Notwithstanding the manifest failure of its first experiments, individual branches of the government tried to deal further blows. A detachment of militia appeared in the evening at a big private printing-plant to suppress the newspaper of the Petrograd Soviet, Worker and Soldier. Twelve hours before, the workers of the Bolshevik press had run for help in a like case to Smolny. Now there was no need of it. The printers, together with two sailors who happened by, immediately captured the automobile loaded with papers; a number of the militia joined them on the spot; the inspector of militia fled. The captured paper was successfully delivered at Smolny. The Military Revolutionary Committee sent two squads of the Preobrazhentsi to protect the publication. The frightened administration thereupon turned over the management of the printing-plant to the soviet of worker-overseers.

The legal authorities did not even think of penetrating Smolny to make arrests: it was too obvious that this would be the signal for a civil war in which the defeat of the government was assured in advance. There was made, however, as a kind of administrative convulsion, an attempt to arrest Lenin in the Vyborg district, where, generally speaking, the authorities were afraid even to look in. Late in the evening a certain colonel with a dozen junkers accidentally entered a workers’ club instead of the Bolshevik editorial rooms located in the same house. The brave boys had for some reason imagined that Lenin would be waiting for them in the editorial rooms. The club immediately informed the district headquarters of the Red Guard. While the colonel was wandering around from one storey to another, arriving once even among the Mensheviks, a detachment of Red Guards, rushing up, arrested him along with his junkers, and brought them to the headquarters of the Vyborg district, and thence to the Peter and Paul fortress. Thus the loudly proclaimed campaign against the Bolsheviks, meeting insuperable difficulties at every step, turned into disconnected jumps and small anecdotes, evaporated, and came to nothing.

During this time the Military Revolutionary Committee was working day and night. Its commissars were on continual duty in the military units. The population was notified in special proclamations where to turn in case of counter-revolutionary attempts or pogroms: Help will be given on the instant.” A suggestive visit to the telephone exchange from the commissar of the Keksgolmsky regiment proved sufficient to get Smolny switched back into the system. Telephone communications, the swiftest of all, gave confidence and regularity to the developing operations.

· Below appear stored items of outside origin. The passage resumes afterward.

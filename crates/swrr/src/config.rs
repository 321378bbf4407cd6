//! balancer.toml configuration parser.

use std::collections::HashSet;
use std::path::Path;

use serde::{Deserialize, Serialize};

use crate::error::{WeightError, WeightResult};
use crate::random::RandomWeighted;
use crate::round_robin::RoundRobin;
use crate::smooth::SmoothWeighted;
use crate::weight::{Weight, saturating_total};

/// Which selection strategy backs the balancer.
#[derive(Debug, Clone, Copy, Default, PartialEq, Eq, Serialize, Deserialize)]
#[serde(rename_all = "snake_case")]
pub enum Strategy {
    #[default]
    Smooth,
    RoundRobin,
    Random,
}

#[derive(Debug, Clone, Serialize, Deserialize)]
pub struct BalancerConfig {
    #[serde(default)]
    pub strategy: Strategy,
    #[serde(default)]
    pub candidates: Vec<CandidateConfig>,
}

#[derive(Debug, Clone, Serialize, Deserialize)]
pub struct CandidateConfig {
    pub name: String,
    pub address: String,
    pub weight: i64,
}

impl BalancerConfig {
    pub fn from_file(path: &Path) -> anyhow::Result<Self> {
        let content = std::fs::read_to_string(path)?;
        Self::from_toml_str(&content)
    }

    pub fn from_toml_str(content: &str) -> anyhow::Result<Self> {
        Ok(toml::from_str(content)?)
    }

    pub fn to_toml_string(&self) -> anyhow::Result<String> {
        Ok(toml::to_string_pretty(self)?)
    }

    /// Sum of configured weights.
    pub fn total_weight(&self) -> i64 {
        saturating_total(self.candidates.iter().map(|c| c.weight))
    }

    /// Reject empty or duplicate names and negative weights.
    ///
    /// A weight of zero is allowed: the candidate stays registered but is
    /// drained.
    pub fn validate(&self) -> WeightResult<()> {
        let mut seen = HashSet::new();
        for c in &self.candidates {
            if c.name.trim().is_empty() {
                return Err(WeightError::InvalidConfig("candidate name is empty".into()));
            }
            if !seen.insert(c.name.as_str()) {
                return Err(WeightError::InvalidConfig(format!(
                    "duplicate candidate name: {}",
                    c.name
                )));
            }
            if c.weight < 0 {
                return Err(WeightError::InvalidConfig(format!(
                    "negative weight {} for candidate {}",
                    c.weight, c.name
                )));
            }
        }
        Ok(())
    }

    /// Validate, then build the configured picker with each candidate's
    /// address as its payload.
    pub fn build(&self) -> WeightResult<Box<dyn Weight<String>>> {
        self.validate()?;
        let picker: Box<dyn Weight<String>> = match self.strategy {
            Strategy::Smooth => Box::new(SmoothWeighted::new()),
            Strategy::RoundRobin => Box::new(RoundRobin::new()),
            Strategy::Random => Box::new(RandomWeighted::new()),
        };
        for c in &self.candidates {
            picker.add(&c.name, c.address.clone(), c.weight)?;
        }
        tracing::info!(
            strategy = ?self.strategy,
            candidates = self.candidates.len(),
            total = self.total_weight(),
            "balancer built"
        );
        Ok(picker)
    }
}
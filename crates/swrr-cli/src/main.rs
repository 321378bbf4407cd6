use clap::{Parser, Subcommand};

mod commands;

#[derive(Parser)]
#[command(
    name = "swrr",
    about = "Weighted candidate selection — config checks and pick simulation",
    version,
    propagate_version = true,
)]
struct Cli {
    #[command(subcommand)]
    command: Commands,
}

#[derive(Subcommand)]
enum Commands {
    /// Parse and validate a balancer config
    Check {
        /// Path to balancer.toml
        #[arg(short, long, default_value = "balancer.toml")]
        config: String,
    },
    /// Build the configured balancer and run a series of picks.
    ///
    /// Defaults to one full round, i.e. as many picks as the total weight.
    Simulate {
        /// Path to balancer.toml
        #[arg(short, long, default_value = "balancer.toml")]
        config: String,
        /// Number of picks to run
        #[arg(short, long)]
        picks: Option<usize>,
        /// Emit the result as JSON
        #[arg(long)]
        json: bool,
    },
}

fn main() -> anyhow::Result<()> {
    tracing_subscriber::fmt()
        .with_env_filter(
            tracing_subscriber::EnvFilter::try_from_default_env()
                .unwrap_or_else(|_| "info,swrr=debug".into()),
        )
        .with_writer(std::io::stderr)
        .init();

    let cli = Cli::parse();

    match cli.command {
        Commands::Check { config } => commands::check::check(&config),
        Commands::Simulate {
            config,
            picks,
            json,
        } => commands::simulate::simulate(&config, picks, json),
    }
}
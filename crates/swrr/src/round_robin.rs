//! Plain round-robin over registered candidates.
//!
//! Weights are stored (and summed by `total`) but do not influence picking.
//! Selection only needs a shared lock: the cursor is an atomic counter that
//! wraps around the current candidate count.

use std::sync::atomic::{AtomicUsize, Ordering};
use std::sync::{RwLock, RwLockReadGuard, RwLockWriteGuard};

use tracing::{debug, warn};

use crate::error::{WeightError, WeightResult};
use crate::weight::{Cleanup, Weight, saturating_total};

struct Entry<T> {
    name: String,
    item: T,
    weight: i64,
}

/// Round-robin picker with the same membership API as
/// [`SmoothWeighted`](crate::SmoothWeighted).
pub struct RoundRobin<T> {
    entries: RwLock<Vec<Entry<T>>>,
    counter: AtomicUsize,
}

impl<T> RoundRobin<T> {
    pub fn new() -> Self {
        Self {
            entries: RwLock::new(Vec::new()),
            counter: AtomicUsize::new(0),
        }
    }

    /// Reset the cursor to the first candidate.
    pub fn reset(&self) {
        self.counter.store(0, Ordering::Relaxed);
    }

    /// Current counter value (for diagnostics).
    pub fn current(&self) -> usize {
        self.counter.load(Ordering::Relaxed)
    }

    fn read(&self) -> RwLockReadGuard<'_, Vec<Entry<T>>> {
        self.entries.read().expect("entries lock")
    }

    fn write(&self) -> RwLockWriteGuard<'_, Vec<Entry<T>>> {
        self.entries.write().expect("entries lock")
    }
}

impl<T> Default for RoundRobin<T> {
    fn default() -> Self {
        Self::new()
    }
}

impl<T: Clone + Send + Sync> Weight<T> for RoundRobin<T> {
    fn add(&self, name: &str, item: T, weight: i64) -> WeightResult<()> {
        let mut entries = self.write();
        if entries.iter().any(|e| e.name == name) {
            return Err(WeightError::Duplicate(name.to_string()));
        }
        if weight <= 0 {
            warn!(candidate = name, weight, "non-positive weight accepted");
        }
        entries.push(Entry {
            name: name.to_string(),
            item,
            weight,
        });
        debug!(candidate = name, count = entries.len(), "round-robin candidate added");
        Ok(())
    }

    fn next(&self) -> Option<T> {
        let entries = self.read();
        if entries.is_empty() {
            return None;
        }
        let idx = self.counter.fetch_add(1, Ordering::Relaxed) % entries.len();
        Some(entries[idx].item.clone())
    }

    fn remove(&self, name: &str) -> WeightResult<()> {
        let mut entries = self.write();
        if entries.is_empty() {
            return Err(WeightError::Empty);
        }
        let idx = entries
            .iter()
            .position(|e| e.name == name)
            .ok_or_else(|| WeightError::NotFound(name.to_string()))?;
        entries.remove(idx);
        debug!(candidate = name, count = entries.len(), "round-robin candidate removed");
        Ok(())
    }

    fn update(&self, name: &str, weight: i64) -> WeightResult<()> {
        let mut entries = self.write();
        if entries.is_empty() {
            return Err(WeightError::Empty);
        }
        let entry = entries
            .iter_mut()
            .find(|e| e.name == name)
            .ok_or_else(|| WeightError::NotFound(name.to_string()))?;
        if weight <= 0 {
            warn!(candidate = name, weight, "non-positive weight accepted");
        }
        entry.weight = weight;
        Ok(())
    }

    fn total(&self) -> i64 {
        saturating_total(self.read().iter().map(|e| e.weight))
    }

    fn close(&self, cleanup: &mut Cleanup<'_, T>) -> anyhow::Result<()> {
        let entries = self.write();
        for e in entries.iter() {
            cleanup(&e.item)?;
        }
        Ok(())
    }
}

#[cfg(test)]
mod tests {
    use super::*;

    fn picker(names: &[&'static str]) -> RoundRobin<&'static str> {
        let rr = RoundRobin::new();
        for &name in names {
            rr.add(name, name, 1).unwrap();
        }
        rr
    }

    #[test]
    fn round_robin_cycles_in_insertion_order() {
        let rr = picker(&["a", "b", "c"]);

        assert_eq!(rr.next(), Some("a"));
        assert_eq!(rr.next(), Some("b"));
        assert_eq!(rr.next(), Some("c"));
        assert_eq!(rr.next(), Some("a")); // wraps
    }

    #[test]
    fn round_robin_empty_returns_none() {
        let rr: RoundRobin<&str> = RoundRobin::new();
        assert_eq!(rr.next(), None);
        assert_eq!(rr.remove("a"), Err(WeightError::Empty));
        assert_eq!(rr.update("a", 1), Err(WeightError::Empty));
    }

    #[test]
    fn round_robin_ignores_weights_for_picking() {
        let rr = RoundRobin::new();
        rr.add("heavy", "heavy", 10).unwrap();
        rr.add("light", "light", 1).unwrap();

        assert_eq!(rr.total(), 11);
        assert_eq!(rr.next(), Some("heavy"));
        assert_eq!(rr.next(), Some("light"));
    }

    #[test]
    fn round_robin_reset() {
        let rr = picker(&["a", "b", "c"]);

        rr.next();
        rr.next();
        assert_eq!(rr.current(), 2);

        rr.reset();
        assert_eq!(rr.current(), 0);
        assert_eq!(rr.next(), Some("a"));
    }

    #[test]
    fn round_robin_adapts_to_membership_changes() {
        let rr = picker(&["a", "b"]);
        assert_eq!(rr.next(), Some("a"));
        assert_eq!(rr.next(), Some("b"));

        rr.add("c", "c", 1).unwrap();
        rr.add("d", "d", 1).unwrap();
        assert_eq!(rr.next(), Some("c"));
        assert_eq!(rr.next(), Some("d"));

        rr.remove("d").unwrap();
        // counter = 4, three candidates left
        assert_eq!(rr.next(), Some("b"));
    }

    #[test]
    fn round_robin_update_and_duplicate() {
        let rr = picker(&["a"]);
        assert_eq!(rr.add("a", "a", 2), Err(WeightError::Duplicate("a".into())));
        rr.update("a", 7).unwrap();
        assert_eq!(rr.total(), 7);
        assert_eq!(rr.update("zz", 1), Err(WeightError::NotFound("zz".into())));
    }

    #[test]
    fn round_robin_total_saturates() {
        let rr = RoundRobin::new();
        rr.add("a", "a", i64::MAX).unwrap();
        rr.add("b", "b", i64::MAX).unwrap();
        assert_eq!(rr.total(), i64::MAX);
    }

    #[test]
    fn round_robin_concurrent_safety() {
        use std::sync::Arc;
        use std::thread;

        let rr = Arc::new(picker(&["a", "b", "c", "d"]));
        let mut handles = vec![];

        for _ in 0..4 {
            let rr = rr.clone();
            handles.push(thread::spawn(move || {
                (0..100).map(|_| rr.next().unwrap()).collect::<Vec<_>>()
            }));
        }

        let mut all = vec![];
        for h in handles {
            all.extend(h.join().unwrap());
        }

        assert_eq!(rr.current(), 400);
        for name in ["a", "b", "c", "d"] {
            assert_eq!(all.iter().filter(|n| **n == name).count(), 100);
        }
    }
}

Continuing to plant its own commissars in those institutions which had not yet come under its control, the Military Revolutionary Committee kept broadening and reinforcing its bases for the coming offensive. Dzerzhinsky that afternoon handed the old revolutionist Pestkovsky a sheet of paper in the form of credentials appointing him to the office of commissar of the central telegraph station. But how shall I get possession of the telegraph station? – asked the new commissar in some surprise. The Keksgolmsky regiment is supplying sentries there and it is on our side! Pestkovsky needed no further illumination. Two Keksgolmsti, standing by the commutator with rifles, proved sufficient to attain a compromise with the hostile telegraph officials, among whom were no Bolsheviks.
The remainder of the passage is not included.